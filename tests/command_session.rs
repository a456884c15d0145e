// End-to-end command sessions through the kernel

use digipot_control::{ConfigStore, Kernel};

const CONFIG: &str = "\
# Smoothieboard digipot
currentcontrol_module_enable  true
digipotchip                   mcp4451
digipot_max_current           2.4
alpha_current                 1.0
beta_current                  1.0
gamma_current                 0.5
delta_current                 1.5
";

fn session(config: &str, lines: &[&str]) -> Vec<String> {
    let config = ConfigStore::parse(config).unwrap();
    let mut kernel = Kernel::load_modules(&config);

    lines
        .iter()
        .map(|line| {
            let mut out = String::new();
            kernel.dispatch_line(line, &mut out).unwrap();
            out
        })
        .collect()
}

#[test]
fn test_report_after_load() {
    let replies = session(CONFIG, &["M503"]);
    assert_eq!(
        replies[0],
        ";Digipot Motor currents:\nM907 X1.00000 Y1.00000 Z0.50000 A1.50000 \n"
    );
}

#[test]
fn test_set_then_save() {
    let replies = session(CONFIG, &["M907 X1.2 A3.4", "M500"]);
    assert!(replies[0].is_empty());
    assert_eq!(
        replies[1],
        ";Digipot Motor currents:\nM907 X1.20000 Y1.00000 Z0.50000 A3.40000 \n"
    );
}

#[test]
fn test_legacy_set_is_saved_in_current_layout() {
    let replies = session(CONFIG, &["M907 E2.5 A1.0 B2.0 C3.0", "M500"]);
    assert_eq!(
        replies[0],
        "WARNING: Using E is deprecated, use A and B for channels 3 and 4\n"
    );
    assert_eq!(
        replies[1],
        ";Digipot Motor currents:\nM907 X1.00000 Y1.00000 Z0.50000 A2.50000 B1.00000 C2.00000 D3.00000 \n"
    );
}

#[test]
fn test_saved_line_reloads_to_same_state() {
    let mut config = ConfigStore::parse(CONFIG).unwrap();
    config.set("eta_current", "0.3");
    let mut kernel = Kernel::load_modules(&config);

    let mut saved = String::new();
    kernel.dispatch_line("M500", &mut saved).unwrap();
    let m907 = saved.lines().nth(1).unwrap().to_string();

    // Replay the saved command on a controller with nothing configured
    let mut blank = ConfigStore::new();
    blank.set("currentcontrol_module_enable", "true");
    for key in ["alpha_current", "beta_current", "gamma_current", "delta_current"] {
        blank.set(key, "-1");
    }
    let mut fresh = Kernel::load_modules(&blank);

    let mut out = String::new();
    fresh.dispatch_line("M503", &mut out).unwrap();
    assert!(out.is_empty());

    fresh.dispatch_line(&m907, &mut out).unwrap();
    fresh.dispatch_line("M503", &mut out).unwrap();
    assert_eq!(out, saved);
}

#[test]
fn test_disabled_module_is_silent() {
    let replies = session("digipotchip ad5206\n", &["M907 X1.0", "M503"]);
    assert!(replies.iter().all(String::is_empty));
}

#[test]
fn test_exponent_value_is_not_a_legacy_marker() {
    let replies = session(CONFIG, &["M907 X1e-3 (hold current)", "M503"]);
    assert!(replies[0].is_empty());
    assert_eq!(
        replies[1],
        ";Digipot Motor currents:\nM907 X0.00100 Y1.00000 Z0.50000 A1.50000 \n"
    );
}
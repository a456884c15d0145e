//! MCP4451 quad digipot pair
//!
//! Two chips on the I2C bus give eight wipers; channels 0-3 are on the
//! first chip and 4-7 on the second. Wipers have 257 positions.

use tracing::debug;

use super::{current_to_wiper, ChannelBank, Digipot};
use crate::config::params::{DEFAULT_FACTOR, DEFAULT_MAX_CURRENT};

/// Channels across both chips
pub const CHANNELS: usize = 8;

/// Highest wiper position (full scale)
pub const MAX_WIPER: u16 = 256;

pub struct Mcp4451 {
    bank: ChannelBank<CHANNELS>,
    max_current: f32,
    factor: f32,
}

impl Mcp4451 {
    pub const fn new() -> Self {
        Self {
            bank: ChannelBank::new(),
            max_current: DEFAULT_MAX_CURRENT,
            factor: DEFAULT_FACTOR,
        }
    }
}

impl Default for Mcp4451 {
    fn default() -> Self {
        Self::new()
    }
}

impl Digipot for Mcp4451 {
    fn set_max_current(&mut self, max_current: f32) {
        self.max_current = max_current;
    }

    fn set_factor(&mut self, factor: f32) {
        self.factor = factor;
    }

    fn set_current(&mut self, channel: usize, current: f32) {
        let (max_current, factor) = (self.max_current, self.factor);
        let wiper = self.bank.store(channel, current, |c| {
            current_to_wiper(c, max_current, factor, MAX_WIPER)
        });
        if let Some(wiper) = wiper {
            debug!(
                "MCP4451 chip {} wiper {}: {} A -> {}",
                channel / 4,
                channel % 4,
                current,
                wiper
            );
        }
    }

    fn get_current(&self, channel: usize) -> f32 {
        self.bank.current(channel)
    }

    fn max_current(&self) -> f32 {
        self.max_current
    }

    fn factor(&self) -> f32 {
        self.factor
    }

    fn channel_count(&self) -> usize {
        CHANNELS
    }

    fn wiper(&self, channel: usize) -> Option<u16> {
        self.bank.wiper(channel)
    }
}
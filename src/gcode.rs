// Line-oriented G-code command parsing
//
// A line is a sequence of words, each a letter followed by an optional
// number. The first G/M/T word is the command, the rest are parameters.

use thiserror::Error;

/// Errors raised while parsing a command line
#[derive(Debug, Clone, PartialEq, Error)]
pub enum GcodeError {
    #[error("empty command line")]
    Empty,

    #[error("unexpected character `{found}` at column {column}")]
    UnexpectedChar { found: char, column: usize },

    #[error("invalid number `{text}` for word {letter}")]
    InvalidNumber { letter: char, text: String },
}

/// One letter/number pair of a command line
#[derive(Debug, Clone, Copy, PartialEq)]
struct Word {
    letter: char,
    value: Option<f32>,
}

/// Parsed command line
#[derive(Debug, Clone, PartialEq)]
pub struct Gcode {
    line: String,
    command: Option<(char, u32)>,
    params: Vec<Word>,
}

impl Gcode {
    /// Parse a command line
    ///
    /// Text after `;` and text in `( )` are comments, and a `*checksum`
    /// suffix is dropped. Letters are case-insensitive. `N` line numbers are
    /// skipped. Numbers may carry an exponent (`1e-3`).
    ///
    /// # Returns
    /// * `Ok(Gcode)` if every word is well formed
    /// * `Err(GcodeError)` describing the first malformed word
    pub fn parse(line: &str) -> Result<Self, GcodeError> {
        let content = strip_comments(line);
        let content = content.split('*').next().unwrap_or("").trim();
        if content.is_empty() {
            return Err(GcodeError::Empty);
        }

        let mut command = None;
        let mut params = Vec::new();
        let mut first_word = true;

        for word in Words::new(content) {
            let word = word?;
            if word.letter == 'N' {
                continue;
            }

            if first_word && matches!(word.letter, 'G' | 'M' | 'T') {
                command = Some((word.letter, command_code(word)?));
            } else {
                params.push(word);
            }
            first_word = false;
        }

        Ok(Self {
            line: line.to_string(),
            command,
            params,
        })
    }

    /// Original line text, including any comment
    pub fn line(&self) -> &str {
        &self.line
    }

    /// Command letter and code, e.g. `('M', 907)`
    pub fn command(&self) -> Option<(char, u32)> {
        self.command
    }

    pub fn has_m(&self) -> bool {
        self.m().is_some()
    }

    /// M code of the command, if it is an M command
    pub fn m(&self) -> Option<u32> {
        match self.command {
            Some(('M', code)) => Some(code),
            _ => None,
        }
    }

    pub fn has_g(&self) -> bool {
        self.g().is_some()
    }

    /// G code of the command, if it is a G command
    pub fn g(&self) -> Option<u32> {
        match self.command {
            Some(('G', code)) => Some(code),
            _ => None,
        }
    }

    /// Whether a parameter letter is present (with or without a number)
    pub fn has_letter(&self, letter: char) -> bool {
        self.word(letter).is_some()
    }

    /// Numeric value of a parameter letter
    ///
    /// Returns `None` if the letter is absent or carries no number.
    pub fn value(&self, letter: char) -> Option<f32> {
        self.word(letter).and_then(|word| word.value)
    }

    /// Numeric value of a parameter letter, 0.0 if absent or bare
    pub fn get_value(&self, letter: char) -> f32 {
        self.value(letter).unwrap_or(0.0)
    }

    fn word(&self, letter: char) -> Option<&Word> {
        let letter = letter.to_ascii_uppercase();
        self.params.iter().find(|word| word.letter == letter)
    }
}

fn command_code(word: Word) -> Result<u32, GcodeError> {
    let value = word.value.unwrap_or(0.0);
    if value < 0.0 || value.fract() != 0.0 || value > u32::MAX as f32 {
        return Err(GcodeError::InvalidNumber {
            letter: word.letter,
            text: value.to_string(),
        });
    }
    Ok(value as u32)
}

/// Remove `;` comments and parenthesized `( )` comments
///
/// An unclosed `(` comments out the rest of the line.
fn strip_comments(line: &str) -> String {
    let mut content = String::with_capacity(line.len());
    let mut in_paren = false;

    for c in line.chars() {
        match c {
            ';' if !in_paren => break,
            '(' => in_paren = true,
            ')' if in_paren => {
                in_paren = false;
                // Keep the words on both sides apart
                content.push(' ');
            }
            _ if !in_paren => content.push(c),
            _ => {}
        }
    }
    content
}

/// Iterator over the words of a comment-free line
struct Words<'a> {
    text: &'a str,
    pos: usize,
}

impl<'a> Words<'a> {
    fn new(text: &'a str) -> Self {
        Self { text, pos: 0 }
    }

    fn number_end(&self, start: usize) -> usize {
        let bytes = self.text.as_bytes();
        let mut end = start;
        if end < bytes.len() && matches!(bytes[end], b'+' | b'-') {
            end += 1;
        }
        let mantissa_start = end;
        while end < bytes.len() && (bytes[end].is_ascii_digit() || bytes[end] == b'.') {
            end += 1;
        }

        // Exponent, only directly after digits and only if digits follow it
        let has_digits = bytes[mantissa_start..end].iter().any(u8::is_ascii_digit);
        if has_digits && end < bytes.len() && matches!(bytes[end], b'e' | b'E') {
            let mut exp_end = end + 1;
            if exp_end < bytes.len() && matches!(bytes[exp_end], b'+' | b'-') {
                exp_end += 1;
            }
            let digits_start = exp_end;
            while exp_end < bytes.len() && bytes[exp_end].is_ascii_digit() {
                exp_end += 1;
            }
            if exp_end > digits_start {
                end = exp_end;
            }
        }
        end
    }
}

impl Iterator for Words<'_> {
    type Item = Result<Word, GcodeError>;

    fn next(&mut self) -> Option<Self::Item> {
        let rest = &self.text[self.pos..];
        let skipped = rest.len() - rest.trim_start().len();
        self.pos += skipped;

        let found = self.text[self.pos..].chars().next()?;
        if !found.is_ascii_alphabetic() {
            let column = self.pos + 1;
            // Stop iterating after reporting the error
            self.pos = self.text.len();
            return Some(Err(GcodeError::UnexpectedChar { found, column }));
        }

        let letter = found.to_ascii_uppercase();
        let start = self.pos + 1;
        let end = self.number_end(start);
        self.pos = end;

        let text = &self.text[start..end];
        if text.is_empty() {
            return Some(Ok(Word { letter, value: None }));
        }

        Some(match text.parse::<f32>() {
            Ok(value) => Ok(Word {
                letter,
                value: Some(value),
            }),
            Err(_) => Err(GcodeError::InvalidNumber {
                letter,
                text: text.to_string(),
            }),
        })
    }
}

----------------------------------------

**WHAT THIS TASK INVOLVES:** When a line in the data holds the word "impl", show that line.

**EXPECTED ANSWER:**
impl Mcp4451 {
impl Default for Mcp4451 {
impl Digipot for Mcp4451 {
impl Gcode {
impl<'a> Words<'a> {
impl Iterator for Words<'_> {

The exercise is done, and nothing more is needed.